Task instructions
Transcribe only the lines of the listing below from the one holding "for moderate intensity)" through the one holding "based on recovery", inclusive, without any change.

*****

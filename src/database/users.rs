// ABOUTME: Database operations for user accounts
// ABOUTME: Account creation, lookup, refresh-token storage, and profile updates
//
// SPDX-License-Identifier: MIT OR Apache-2.0
// Copyright (c) 2026 Echo Platform

use echo_core::{AppError, AppResult};
use serde::{Deserialize, Serialize};
use sqlx::{Row, SqlitePool};
use uuid::Uuid;

/// Database representation of a user account
#[derive(Debug, Clone, Serialize, Deserialize)]
pub struct UserRecord {
    /// Unique user ID
    pub id: String,
    /// Login name, unique across the platform
    pub username: String,
    /// bcrypt password hash
    #[serde(skip_serializing)]
    pub password_hash: String,
    /// Contact email, unique when present
    pub email: Option<String>,
    /// Display name shown in the UI
    pub display_name: Option<String>,
    /// Whether the account can log in
    pub is_active: bool,
    /// Whether the account has admin privileges
    pub is_admin: bool,
    /// Currently issued refresh token, when any
    #[serde(skip_serializing)]
    pub refresh_token: Option<String>,
    /// When the account was created (ISO 8601)
    pub created_at: String,
}

fn row_to_user(row: &sqlx::sqlite::SqliteRow) -> UserRecord {
    UserRecord {
        id: row.get("id"),
        username: row.get("username"),
        password_hash: row.get("password_hash"),
        email: row.get("email"),
        display_name: row.get("display_name"),
        is_active: row.get("is_active"),
        is_admin: row.get("is_admin"),
        refresh_token: row.get("refresh_token"),
        created_at: row.get("created_at"),
    }
}

/// User account database operations
pub struct UserManager {
    pool: SqlitePool,
}

impl UserManager {
    /// Create a new user manager
    #[must_use]
    pub const fn new(pool: SqlitePool) -> Self {
        Self { pool }
    }

    /// Create a new user account
    ///
    /// # Errors
    ///
    /// Returns `ResourceAlreadyExists` when the username or email is taken,
    /// or a database error otherwise.
    pub async fn create(
        &self,
        username: &str,
        password_hash: &str,
        email: Option<&str>,
        display_name: Option<&str>,
    ) -> AppResult<UserRecord> {
        let id = Uuid::new_v4().to_string();
        let now = chrono::Utc::now().to_rfc3339();

        sqlx::query(
            r"
            INSERT INTO users (id, username, password_hash, email, display_name, is_active, is_admin, created_at)
            VALUES ($1, $2, $3, $4, $5, 1, 0, $6)
            ",
        )
        .bind(&id)
        .bind(username)
        .bind(password_hash)
        .bind(email)
        .bind(display_name)
        .bind(&now)
        .execute(&self.pool)
        .await
        .map_err(|e| {
            if e.as_database_error()
                .is_some_and(sqlx::error::DatabaseError::is_unique_violation)
            {
                AppError::already_exists("An account with this username or email")
            } else {
                AppError::database(format!("Failed to create user: {e}"))
            }
        })?;

        Ok(UserRecord {
            id,
            username: username.to_owned(),
            password_hash: password_hash.to_owned(),
            email: email.map(ToOwned::to_owned),
            display_name: display_name.map(ToOwned::to_owned),
            is_active: true,
            is_admin: false,
            refresh_token: None,
            created_at: now,
        })
    }

    /// Look up a user by login name
    ///
    /// # Errors
    ///
    /// Returns an error if the database operation fails.
    pub async fn get_by_username(&self, username: &str) -> AppResult<Option<UserRecord>> {
        let row = sqlx::query("SELECT * FROM users WHERE username = $1")
            .bind(username)
            .fetch_optional(&self.pool)
            .await
            .map_err(|e| AppError::database(format!("Failed to load user: {e}")))?;

        Ok(row.as_ref().map(row_to_user))
    }

    /// Look up a user by ID
    ///
    /// # Errors
    ///
    /// Returns an error if the database operation fails.
    pub async fn get_by_id(&self, user_id: &str) -> AppResult<Option<UserRecord>> {
        let row = sqlx::query("SELECT * FROM users WHERE id = $1")
            .bind(user_id)
            .fetch_optional(&self.pool)
            .await
            .map_err(|e| AppError::database(format!("Failed to load user: {e}")))?;

        Ok(row.as_ref().map(row_to_user))
    }

    /// Store (or clear) the user's refresh token
    ///
    /// # Errors
    ///
    /// Returns an error if the database operation fails.
    pub async fn set_refresh_token(
        &self,
        user_id: &str,
        refresh_token: Option<&str>,
    ) -> AppResult<()> {
        sqlx::query("UPDATE users SET refresh_token = $1 WHERE id = $2")
            .bind(refresh_token)
            .bind(user_id)
            .execute(&self.pool)
            .await
            .map_err(|e| AppError::database(format!("Failed to store refresh token: {e}")))?;
        Ok(())
    }

    /// Update profile fields, leaving absent fields untouched
    ///
    /// # Errors
    ///
    /// Returns `ResourceAlreadyExists` when the new email is taken, or a
    /// database error otherwise.
    pub async fn update_profile(
        &self,
        user_id: &str,
        display_name: Option<&str>,
        email: Option<&str>,
    ) -> AppResult<Option<UserRecord>> {
        sqlx::query(
            r"
            UPDATE users
            SET display_name = COALESCE($1, display_name),
                email = COALESCE($2, email)
            WHERE id = $3
            ",
        )
        .bind(display_name)
        .bind(email)
        .bind(user_id)
        .execute(&self.pool)
        .await
        .map_err(|e| {
            if e.as_database_error()
                .is_some_and(sqlx::error::DatabaseError::is_unique_violation)
            {
                AppError::already_exists("An account with this email")
            } else {
                AppError::database(format!("Failed to update profile: {e}"))
            }
        })?;

        self.get_by_id(user_id).await
    }
}
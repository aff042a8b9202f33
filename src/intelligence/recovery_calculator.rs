// ABOUTME: Holistic recovery scoring combining TSB, sleep quality, and HRV analysis
// ABOUTME: AI-powered rest day recommendations based on multi-factor recovery assessment
//
// SPDX-License-Identifier: MIT OR Apache-2.0
// Copyright (c) 2025 Pierre Fitness Intelligence

//! Recovery Calculator Module
//!
//! This module provides holistic recovery assessment by combining multiple recovery indicators:
//! - Training Stress Balance (TSB) - training load vs. fitness
//! - Sleep Quality - duration, stages, efficiency
//! - Heart Rate Variability (HRV) - autonomic nervous system recovery
//!
//! # Scientific References
//!
//! - Meeusen, R., et al. (2013). Prevention, diagnosis, and treatment of the overtraining syndrome.
//!   *European Journal of Sport Science*, 13(1), 1-24. <https://doi.org/10.1080/17461391.2012.730061>
//!
//! - Halson, S.L. (2014). Monitoring training load to understand fatigue in athletes.
//!   *Sports Medicine*, 44(Suppl 2), S139-147. <https://doi.org/10.1007/s40279-014-0253-z>
//!
//! - Buchheit, M. (2014). Monitoring training status with HR measures: Do all roads lead to Rome?
//!   *Frontiers in Physiology*, 5, 73. <https://doi.org/10.3389/fphys.2014.00073>

use crate::config::intelligence::SleepRecoveryConfig;
use crate::errors::AppError;
use crate::intelligence::algorithms::RecoveryAggregationAlgorithm;
use crate::intelligence::sleep_analysis::{
    HrvRecoveryStatus, HrvTrendAnalysis, SleepData, SleepQualityCategory, SleepQualityScore,
};
use crate::intelligence::training_load::TrainingLoad;
use crate::intelligence::TrainingLoadCalculator;
use serde::{Deserialize, Serialize};

/// Recovery recommendations and reasoning
#[derive(Debug, Clone)]
struct RecoveryRecommendations {
    recommendations: Vec<String>,
    reasoning: Vec<String>,
}

/// Holistic recovery score combining multiple factors
#[derive(Debug, Clone, Serialize, Deserialize)]
pub struct RecoveryScore {
    /// Overall recovery score (0-100)
    pub overall_score: f64,

    /// Recovery category
    pub recovery_category: RecoveryCategory,

    /// Data completeness indicator
    pub data_completeness: DataCompleteness,

    /// Component scores
    pub components: RecoveryComponents,

    /// Recovery readiness (ready for hard/moderate/easy training, or rest needed)
    pub training_readiness: TrainingReadiness,

    /// Insights
    pub insights: Vec<String>,

    /// Recommendations
    pub recommendations: Vec<String>,

    /// Whether a rest day is recommended
    pub rest_day_recommended: bool,

    /// Reasoning for recommendations
    pub reasoning: Vec<String>,

    /// Limitations due to missing data sources
    pub limitations: Vec<String>,
}

/// Data completeness indicator for recovery scoring
#[derive(Debug, Clone, Copy, Serialize, Deserialize, PartialEq, Eq)]
#[serde(rename_all = "lowercase")]
pub enum DataCompleteness {
    /// All data sources available (TSB + Sleep + HRV)
    Full,
    /// Some data sources available (TSB + Sleep, or TSB + HRV)
    Partial,
    /// Only TSB available (activity data only)
    TsbOnly,
}

/// Recovery score components
#[derive(Debug, Clone, Serialize, Deserialize)]
pub struct RecoveryComponents {
    /// TSB-based recovery score (0-100)
    pub tsb_score: f64,

    /// Sleep quality score (0-100), None when in TSB-only mode
    pub sleep_score: Option<f64>,

    /// HRV-based recovery score (0-100)
    pub hrv_score: Option<f64>,

    /// Number of components used in calculation
    pub components_available: u8,
}

/// Recovery category classification
#[derive(Debug, Clone, Copy, Serialize, Deserialize, PartialEq, Eq)]
#[serde(rename_all = "lowercase")]
pub enum RecoveryCategory {
    /// Excellent recovery (low fatigue, ready for high intensity)
    Excellent,
    /// Good recovery (moderate fatigue, ready for moderate intensity)
    Good,
    /// Fair recovery (elevated fatigue, easy training only)
    Fair,
    /// Poor recovery (high fatigue, rest recommended)
    Poor,
}

/// Training readiness based on recovery
#[derive(Debug, Clone, Copy, Serialize, Deserialize, PartialEq, Eq)]
#[serde(rename_all = "snake_case")]
pub enum TrainingReadiness {
    /// Ready for hard/intense training
    ReadyForHard,
    /// Ready for moderate intensity training
    ReadyForModerate,
    /// Only easy/recovery training recommended
    EasyOnly,
    /// Rest day needed
    RestNeeded,
}

/// Rest day recommendation with detailed reasoning
#[derive(Debug, Clone, Serialize, Deserialize)]
pub struct RestDayRecommendation {
    /// Whether rest is recommended
    pub rest_recommended: bool,

    /// Confidence in recommendation (0-100)
    pub confidence: f64,

    /// Recovery score that led to recommendation
    pub recovery_score: f64,

    /// Primary reasons for recommendation
    pub primary_reasons: Vec<String>,

    /// Supporting factors
    pub supporting_factors: Vec<String>,

    /// Alternative suggestions if not resting
    pub alternatives: Vec<String>,

    /// Estimated recovery time needed (hours)
    pub estimated_recovery_hours: Option<f64>,
}

/// Recovery calculator
pub struct RecoveryCalculator;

*****

Written solution
    /// Good recovery (moderate fatigue, ready for moderate intensity)
    Good,
    /// Fair recovery (elevated fatigue, easy training only)
    Fair,
    /// Poor recovery (high fatigue, rest recommended)
    Poor,
}

/// Training readiness based on recovery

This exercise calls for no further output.